## Task item
Search the records below for the word "None", then return every line where it appears.

[Items from a data source]
=== Section Start ===

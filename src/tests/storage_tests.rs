#[cfg(test)]
mod tests {
    use std::time::Duration;

    use tempfile::TempDir;

    use crate::db;
    use crate::storage::{
        BlobStore, LocalBlobStore, MemoryQueueStore, QueueStore, SqliteQueueStore, SqliteTableStore, StorageError,
        TableEntity, TableStore, MAX_MESSAGE_BYTES, MAX_VISIBILITY_TIMEOUT_SECS,
    };

    const HIDE: Duration = Duration::from_secs(30);

    async fn sqlite_pool(dir: &TempDir) -> sqlx::SqlitePool {
        let url = format!("sqlite://{}", dir.path().join("storage.db").display());
        db::connect(&url).await.unwrap()
    }

    #[tokio::test]
    async fn test_sqlite_table_roundtrip_and_order() {
        let dir = tempfile::tempdir().unwrap();
        let store = SqliteTableStore::open(sqlite_pool(&dir).await).await.unwrap();
        store.create_table_if_not_exists("Customers").await.unwrap();
        store.create_table_if_not_exists("Customers").await.unwrap();

        store.add_entity("Customers", TableEntity::new("b", "1").with_property("Name", "Bea")).await.unwrap();
        store.add_entity("Customers", TableEntity::new("a", "2").with_property("Name", "Al")).await.unwrap();
        store.add_entity("Customers", TableEntity::new("a", "1").with_property("Name", "Ann")).await.unwrap();

        let rows = store.query_entities("customers").await.unwrap();
        let names: Vec<_> = rows.iter().map(|e| e.get_str("Name").unwrap()).collect();
        assert_eq!(names, vec!["Ann", "Al", "Bea"]);
    }

    #[tokio::test]
    async fn test_sqlite_table_errors() {
        let dir = tempfile::tempdir().unwrap();
        let store = SqliteTableStore::open(sqlite_pool(&dir).await).await.unwrap();

        let err = store.query_entities("Missing").await.unwrap_err();
        assert!(err.is_not_found());
        let err = store.add_entity("Missing", TableEntity::new("p", "r")).await.unwrap_err();
        assert!(err.is_not_found());

        store.create_table_if_not_exists("Orders").await.unwrap();
        store.add_entity("Orders", TableEntity::new("p", "r")).await.unwrap();
        let err = store.add_entity("Orders", TableEntity::new("p", "r")).await.unwrap_err();
        assert!(matches!(err, StorageError::Conflict { .. }), "got {:?}", err);
    }

    #[tokio::test]
    async fn test_sqlite_table_persists_across_reopen() {
        let dir = tempfile::tempdir().unwrap();
        {
            let store = SqliteTableStore::open(sqlite_pool(&dir).await).await.unwrap();
            store.create_table_if_not_exists("Customers").await.unwrap();
            store.add_entity("Customers", TableEntity::with_random_keys().with_property("Name", "Kim")).await.unwrap();
        }
        let store = SqliteTableStore::open(sqlite_pool(&dir).await).await.unwrap();
        let rows = store.query_entities("Customers").await.unwrap();
        assert_eq!(rows.len(), 1);
        assert_eq!(rows[0].get_str("Name"), Some("Kim"));
    }

    #[tokio::test]
    async fn test_sqlite_queue_receive_hides_and_delete_removes() {
        let dir = tempfile::tempdir().unwrap();
        let store = SqliteQueueStore::open(sqlite_pool(&dir).await).await.unwrap();
        assert!(store.send_message("orders", "x").await.unwrap_err().is_not_found());

        store.create_queue_if_not_exists("orders").await.unwrap();
        for text in ["one", "two", "three"] {
            store.send_message("orders", text).await.unwrap();
        }

        let batch = store.receive_messages("orders", 2, HIDE).await.unwrap();
        let texts: Vec<_> = batch.iter().map(|m| m.text.as_str()).collect();
        assert_eq!(texts, vec!["one", "two"]);
        assert!(batch.iter().all(|m| m.dequeue_count == 1));

        // Claimed messages stay hidden until the timeout
        let rest = store.receive_messages("orders", 32, HIDE).await.unwrap();
        assert_eq!(rest.len(), 1);
        assert_eq!(rest[0].text, "three");
        assert!(store.receive_messages("orders", 32, HIDE).await.unwrap().is_empty());

        for m in batch.iter().chain(rest.iter()) {
            store.delete_message("orders", &m.id, &m.pop_receipt).await.unwrap();
        }
        let err = store.delete_message("orders", &batch[0].id, &batch[0].pop_receipt).await.unwrap_err();
        assert!(err.is_not_found());
    }

    #[tokio::test]
    async fn test_sqlite_queue_stale_pop_receipt() {
        let dir = tempfile::tempdir().unwrap();
        let store = SqliteQueueStore::open(sqlite_pool(&dir).await).await.unwrap();
        store.create_queue_if_not_exists("orders").await.unwrap();
        store.send_message("orders", "retry me").await.unwrap();

        let first = store.receive_messages("orders", 1, Duration::ZERO).await.unwrap();
        let second = store.receive_messages("orders", 1, HIDE).await.unwrap();
        assert_eq!(first[0].id, second[0].id);
        assert_eq!(second[0].dequeue_count, 2);
        assert_ne!(first[0].pop_receipt, second[0].pop_receipt);

        let err = store.delete_message("orders", &first[0].id, &first[0].pop_receipt).await.unwrap_err();
        assert!(err.is_not_found());
        store.delete_message("orders", &second[0].id, &second[0].pop_receipt).await.unwrap();
    }

    #[tokio::test]
    async fn test_sqlite_queue_batch_is_clamped() {
        let dir = tempfile::tempdir().unwrap();
        let store = SqliteQueueStore::open(sqlite_pool(&dir).await).await.unwrap();
        store.create_queue_if_not_exists("bulk").await.unwrap();
        for i in 0..40 {
            store.send_message("bulk", &i.to_string()).await.unwrap();
        }
        assert_eq!(store.receive_messages("bulk", 100, HIDE).await.unwrap().len(), 32);
        assert_eq!(store.receive_messages("bulk", 0, HIDE).await.unwrap().len(), 1);
    }

    #[tokio::test]
    async fn test_queue_rejects_oversized_message() {
        let store = MemoryQueueStore::new();
        store.create_queue_if_not_exists("orders").await.unwrap();
        let big = "x".repeat(MAX_MESSAGE_BYTES + 1);
        let err = store.send_message("orders", &big).await.unwrap_err();
        assert!(matches!(err, StorageError::InvalidInput(_)));
        assert!(store.send_message("orders", &"x".repeat(MAX_MESSAGE_BYTES)).await.is_ok());
    }

    #[tokio::test]
    async fn test_queue_rejects_out_of_range_visibility_timeout() {
        let dir = tempfile::tempdir().unwrap();
        let sqlite = SqliteQueueStore::open(sqlite_pool(&dir).await).await.unwrap();
        let memory = MemoryQueueStore::new();
        let stores: [&dyn QueueStore; 2] = [&sqlite, &memory];
        for store in stores {
            store.create_queue_if_not_exists("orders").await.unwrap();
            store.send_message("orders", "hello").await.unwrap();

            for timeout in [Duration::from_secs(u64::MAX), Duration::from_secs(MAX_VISIBILITY_TIMEOUT_SECS + 1)] {
                let err = store.receive_messages("orders", 32, timeout).await.unwrap_err();
                assert!(matches!(err, StorageError::InvalidInput(_)));
            }

            // The rejected receives claimed nothing
            let max = Duration::from_secs(MAX_VISIBILITY_TIMEOUT_SECS);
            let claimed = store.receive_messages("orders", 32, max).await.unwrap();
            assert_eq!(claimed.len(), 1);
            assert_eq!(claimed[0].dequeue_count, 1);
            assert!(store.receive_messages("orders", 32, HIDE).await.unwrap().is_empty());
        }
    }

    #[tokio::test]
    async fn test_memory_queue_stale_pop_receipt() {
        let store = MemoryQueueStore::new();
        store.create_queue_if_not_exists("orders").await.unwrap();
        store.send_message("orders", "hello").await.unwrap();

        let first = store.receive_messages("orders", 32, Duration::ZERO).await.unwrap();
        let second = store.receive_messages("orders", 32, HIDE).await.unwrap();
        assert_eq!(second.len(), 1);
        assert!(store.delete_message("orders", &first[0].id, &first[0].pop_receipt).await.is_err());
        store.delete_message("orders", &second[0].id, &second[0].pop_receipt).await.unwrap();
        assert!(store.receive_messages("orders", 32, Duration::ZERO).await.unwrap().is_empty());
    }

    #[tokio::test]
    async fn test_local_blob_upload_list_overwrite() {
        let dir = tempfile::tempdir().unwrap();
        let store = LocalBlobStore::open(dir.path(), "/blobs").await.unwrap();

        let err = store.upload("images", "a.png", b"1", true).await.unwrap_err();
        assert!(err.is_not_found());
        assert!(store.list_blobs("images").await.unwrap_err().is_not_found());

        store.create_container_if_not_exists("images").await.unwrap();
        let item = store.upload("images", "b c.png", b"12345", true).await.unwrap();
        assert_eq!(item.url, "/blobs/images/b%20c.png");
        assert_eq!(item.size, 5);
        store.upload("images", "a.png", b"1", true).await.unwrap();

        let err = store.upload("images", "a.png", b"22", false).await.unwrap_err();
        assert!(matches!(err, StorageError::Conflict { .. }));
        store.upload("images", "a.png", b"22", true).await.unwrap();

        let listed = store.list_blobs("images").await.unwrap();
        let names: Vec<_> = listed.iter().map(|b| (b.name.as_str(), b.size)).collect();
        assert_eq!(names, vec![("a.png", 2), ("b c.png", 5)]);
        assert_eq!(std::fs::read(dir.path().join("images").join("a.png")).unwrap(), b"22");
    }

    #[tokio::test]
    async fn test_local_blob_rejects_path_names() {
        let dir = tempfile::tempdir().unwrap();
        let store = LocalBlobStore::open(dir.path(), "/blobs").await.unwrap();
        store.create_container_if_not_exists("files").await.unwrap();
        for name in ["../escape.txt", "sub/dir.txt", "..", ""] {
            let err = store.upload("files", name, b"x", true).await.unwrap_err();
            assert!(matches!(err, StorageError::InvalidName { .. }), "{:?} -> {:?}", name, err);
        }
        assert!(!dir.path().join("escape.txt").exists());
    }
}
//! Security headers middleware for HTTP responses.
//!
//! Adds hardening headers to every response and keeps browsers and proxies
//! from caching the dynamic pages, which change on every refresh (queue
//! messages are consumed when shown).

use axum::http::header::{CACHE_CONTROL, CONTENT_SECURITY_POLICY, CONTENT_TYPE, PRAGMA};
use axum::{
    extract::{Request, State},
    http::{HeaderName, HeaderValue},
    middleware::Next,
    response::Response,
};
use std::sync::Arc;

use crate::config::AppConfig;

/// Adds standard security-related HTTP headers to all responses.
///
/// - `X-Content-Type-Options: nosniff`
/// - `X-Frame-Options: SAMEORIGIN`
/// - `Referrer-Policy: no-referrer`
/// - `Permissions-Policy: geolocation=(), microphone=(), camera=()`
/// - `Cross-Origin-Opener-Policy` / `Cross-Origin-Resource-Policy: same-origin`
/// - Optional `Strict-Transport-Security` and `Content-Security-Policy` from
///   the `[security]` config section
///
/// HTML and JSON responses get `Cache-Control: no-store`. Blob downloads keep
/// whatever caching headers the file service set.
pub async fn security_headers_middleware(
    State(cfg): State<Arc<AppConfig>>,
    req: Request,
    next: Next,
) -> Response {
    let mut res = next.run(req).await;
    let headers = res.headers_mut();

    headers.insert(HeaderName::from_static("x-content-type-options"), HeaderValue::from_static("nosniff"));
    headers.insert(HeaderName::from_static("x-frame-options"), HeaderValue::from_static("SAMEORIGIN"));
    headers.insert(HeaderName::from_static("referrer-policy"), HeaderValue::from_static("no-referrer"));
    headers.insert(
        HeaderName::from_static("permissions-policy"),
        HeaderValue::from_static("geolocation=(), microphone=(), camera=()"),
    );
    headers.insert(
        HeaderName::from_static("cross-origin-opener-policy"),
        HeaderValue::from_static("same-origin"),
    );
    headers.insert(
        HeaderName::from_static("cross-origin-resource-policy"),
        HeaderValue::from_static("same-origin"),
    );

    if let Some(sec) = cfg.security.as_ref() {
        if sec.enable_hsts.unwrap_or(false) {
            let max_age = sec.hsts_max_age.unwrap_or(31536000); // 1 year
            let include_sub =
                if sec.hsts_include_subdomains.unwrap_or(false) { "; includeSubDomains" } else { "" };
            let value = format!("max-age={}{}", max_age, include_sub);
            headers.insert(
                HeaderName::from_static("strict-transport-security"),
                HeaderValue::from_str(&value).unwrap_or(HeaderValue::from_static("max-age=31536000")),
            );
        }
        // Blob downloads carry their own sandbox policy
        if let Some(csp) = &sec.csp {
            if !csp.trim().is_empty() && !headers.contains_key(CONTENT_SECURITY_POLICY) {
                match HeaderValue::from_str(csp) {
                    Ok(val) => {
                        headers.insert(CONTENT_SECURITY_POLICY, val);
                    }
                    Err(e) => tracing::warn!("Ignoring invalid security.csp value: {}", e),
                }
            }
        }
    }

    let dynamic = headers
        .get(CONTENT_TYPE)
        .and_then(|ct| ct.to_str().ok())
        .is_some_and(|s| s.starts_with("text/html") || s.starts_with("application/json"));
    if dynamic {
        headers.insert(CACHE_CONTROL, HeaderValue::from_static("no-store"));
        headers.insert(PRAGMA, HeaderValue::from_static("no-cache"));
    }

    res
}
//! Test doubles and request helpers shared by the API tests.

use std::sync::atomic::{AtomicUsize, Ordering};
use std::sync::Arc;
use std::time::Duration;

use async_trait::async_trait;
use axum::{
    body::Body,
    http::{header, HeaderMap, Request, StatusCode},
    Router,
};
use http_body_util::BodyExt;
use tower::ServiceExt;

use crate::config::AppConfig;
use crate::db::CustomerDirectory;
use crate::routes;
use crate::state::AppState;
use crate::storage::{
    BlobItem, BlobStore, MemoryBlobStore, MemoryQueueStore, MemoryTableStore, QueueStore, ReceivedMessage,
    StorageError, StorageResult, TableEntity, TableStore,
};

fn unreachable_backend() -> StorageError {
    StorageError::Io(std::io::Error::new(std::io::ErrorKind::ConnectionRefused, "connection refused"))
}

/// Wraps a store, counting every call and optionally failing all of them,
/// or only queue deletes.
pub struct Recording<S> {
    pub inner: S,
    calls: AtomicUsize,
    fail: bool,
    fail_deletes: bool,
}

impl<S> Recording<S> {
    pub fn new(inner: S) -> Self {
        Self { inner, calls: AtomicUsize::new(0), fail: false, fail_deletes: false }
    }

    pub fn failing(inner: S) -> Self {
        Self { fail: true, ..Self::new(inner) }
    }

    pub fn failing_deletes(inner: S) -> Self {
        Self { fail_deletes: true, ..Self::new(inner) }
    }

    pub fn calls(&self) -> usize {
        self.calls.load(Ordering::SeqCst)
    }

    fn enter(&self) -> StorageResult<()> {
        self.calls.fetch_add(1, Ordering::SeqCst);
        if self.fail {
            Err(unreachable_backend())
        } else {
            Ok(())
        }
    }
}

#[async_trait]
impl<S: TableStore> TableStore for Recording<S> {
    async fn create_table_if_not_exists(&self, table: &str) -> StorageResult<()> {
        self.enter()?;
        self.inner.create_table_if_not_exists(table).await
    }

    async fn add_entity(&self, table: &str, entity: TableEntity) -> StorageResult<()> {
        self.enter()?;
        self.inner.add_entity(table, entity).await
    }

    async fn query_entities(&self, table: &str) -> StorageResult<Vec<TableEntity>> {
        self.enter()?;
        self.inner.query_entities(table).await
    }
}

#[async_trait]
impl<S: QueueStore> QueueStore for Recording<S> {
    async fn create_queue_if_not_exists(&self, queue: &str) -> StorageResult<()> {
        self.enter()?;
        self.inner.create_queue_if_not_exists(queue).await
    }

    async fn send_message(&self, queue: &str, text: &str) -> StorageResult<String> {
        self.enter()?;
        self.inner.send_message(queue, text).await
    }

    async fn receive_messages(
        &self,
        queue: &str,
        max: usize,
        visibility_timeout: Duration,
    ) -> StorageResult<Vec<ReceivedMessage>> {
        self.enter()?;
        self.inner.receive_messages(queue, max, visibility_timeout).await
    }

    async fn delete_message(&self, queue: &str, id: &str, pop_receipt: &str) -> StorageResult<()> {
        self.enter()?;
        if self.fail_deletes {
            return Err(unreachable_backend());
        }
        self.inner.delete_message(queue, id, pop_receipt).await
    }
}

#[async_trait]
impl<S: BlobStore> BlobStore for Recording<S> {
    async fn create_container_if_not_exists(&self, container: &str) -> StorageResult<()> {
        self.enter()?;
        self.inner.create_container_if_not_exists(container).await
    }

    async fn upload(&self, container: &str, name: &str, data: &[u8], overwrite: bool) -> StorageResult<BlobItem> {
        self.enter()?;
        self.inner.upload(container, name, data, overwrite).await
    }

    async fn list_blobs(&self, container: &str) -> StorageResult<Vec<BlobItem>> {
        self.enter()?;
        self.inner.list_blobs(container).await
    }

    fn blob_url(&self, container: &str, name: &str) -> String {
        self.inner.blob_url(container, name)
    }

    fn local_root(&self) -> Option<&std::path::Path> {
        self.inner.local_root()
    }
}

/// Relational reader returning a fixed list, or failing every call.
pub struct StaticCustomers {
    names: Option<Vec<String>>,
}

impl StaticCustomers {
    pub fn new(names: &[&str]) -> Self {
        Self { names: Some(names.iter().map(|n| n.to_string()).collect()) }
    }

    pub fn failing() -> Self {
        Self { names: None }
    }
}

#[async_trait]
impl CustomerDirectory for StaticCustomers {
    async fn customer_names(&self) -> Result<Vec<String>, sqlx::Error> {
        self.names.clone().ok_or_else(|| sqlx::Error::Protocol("server closed the connection".into()))
    }

    async fn ping(&self) -> Result<(), sqlx::Error> {
        match self.names {
            Some(_) => Ok(()),
            None => Err(sqlx::Error::PoolTimedOut),
        }
    }
}

/// Defaults with every backend in memory.
pub fn test_config() -> AppConfig {
    let mut cfg = AppConfig::default();
    cfg.storage.table_connection_string = "memory".into();
    cfg.storage.queue_connection_string = "memory".into();
    cfg.storage.blob_connection_string = "memory".into();
    cfg
}

pub struct Harness<B: BlobStore + 'static = MemoryBlobStore> {
    pub app: Router,
    pub state: AppState,
    pub tables: Arc<Recording<MemoryTableStore>>,
    pub queues: Arc<Recording<MemoryQueueStore>>,
    pub blobs: Arc<Recording<B>>,
}

pub fn harness() -> Harness {
    harness_with(
        Recording::new(MemoryTableStore::new()),
        Recording::new(MemoryBlobStore::new("/blobs")),
        StaticCustomers::new(&["Alice", "Bob"]),
    )
}

pub fn harness_with<B: BlobStore + 'static>(
    tables: Recording<MemoryTableStore>,
    blobs: Recording<B>,
    customers: StaticCustomers,
) -> Harness<B> {
    harness_full(tables, Recording::new(MemoryQueueStore::new()), blobs, customers)
}

pub fn harness_full<B: BlobStore + 'static>(
    tables: Recording<MemoryTableStore>,
    queues: Recording<MemoryQueueStore>,
    blobs: Recording<B>,
    customers: StaticCustomers,
) -> Harness<B> {
    let tables = Arc::new(tables);
    let queues = Arc::new(queues);
    let blobs = Arc::new(blobs);
    let state = AppState::new(tables.clone(), queues.clone(), blobs.clone(), Arc::new(customers), test_config());
    let app = routes::router(state.clone());
    Harness { app, state, tables, queues, blobs }
}

pub struct TestResponse {
    pub status: StatusCode,
    pub headers: HeaderMap,
    pub body: Vec<u8>,
}

impl TestResponse {
    pub fn text(&self) -> String {
        String::from_utf8_lossy(&self.body).into_owned()
    }

    pub fn location(&self) -> Option<&str> {
        self.headers.get(header::LOCATION).and_then(|v| v.to_str().ok())
    }
}

pub async fn send(app: &Router, request: Request<Body>) -> TestResponse {
    let response = app.clone().oneshot(request).await.unwrap();
    let status = response.status();
    let headers = response.headers().clone();
    let body = response.into_body().collect().await.unwrap().to_bytes().to_vec();
    TestResponse { status, headers, body }
}

pub async fn get(app: &Router, uri: &str) -> TestResponse {
    send(app, Request::builder().uri(uri).body(Body::empty()).unwrap()).await
}

pub async fn post_form(app: &Router, uri: &str, body: &str) -> TestResponse {
    let request = Request::builder()
        .method("POST")
        .uri(uri)
        .header(header::CONTENT_TYPE, "application/x-www-form-urlencoded")
        .body(Body::from(body.to_string()))
        .unwrap();
    send(app, request).await
}

const BOUNDARY: &str = "----abc-retail-test-boundary";

/// Posts a multipart body with one `file` part. `None` sends the part a
/// browser submits when no file was chosen.
pub async fn post_upload(app: &Router, uri: &str, file: Option<(&str, &[u8])>) -> TestResponse {
    let (file_name, data) = file.unwrap_or(("", &[][..]));
    let mut body = Vec::new();
    body.extend_from_slice(format!("--{}\r\n", BOUNDARY).as_bytes());
    body.extend_from_slice(
        format!("Content-Disposition: form-data; name=\"file\"; filename=\"{}\"\r\n", file_name).as_bytes(),
    );
    body.extend_from_slice(b"Content-Type: application/octet-stream\r\n\r\n");
    body.extend_from_slice(data);
    body.extend_from_slice(format!("\r\n--{}--\r\n", BOUNDARY).as_bytes());
    post_multipart(app, uri, body).await
}

pub async fn post_multipart(app: &Router, uri: &str, body: Vec<u8>) -> TestResponse {
    let request = Request::builder()
        .method("POST")
        .uri(uri)
        .header(header::CONTENT_TYPE, format!("multipart/form-data; boundary={}", BOUNDARY))
        .body(Body::from(body))
        .unwrap();
    send(app, request).await
}

pub fn multipart_text_field(name: &str, value: &str) -> Vec<u8> {
    format!(
        "--{b}\r\nContent-Disposition: form-data; name=\"{name}\"\r\n\r\n{value}\r\n--{b}--\r\n",
        b = BOUNDARY
    )
    .into_bytes()
}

=== Section End ===

## Result for this task
        Self { names: None }
            None => Err(sqlx::Error::PoolTimedOut),
/// Posts a multipart body with one `file` part. `None` sends the part a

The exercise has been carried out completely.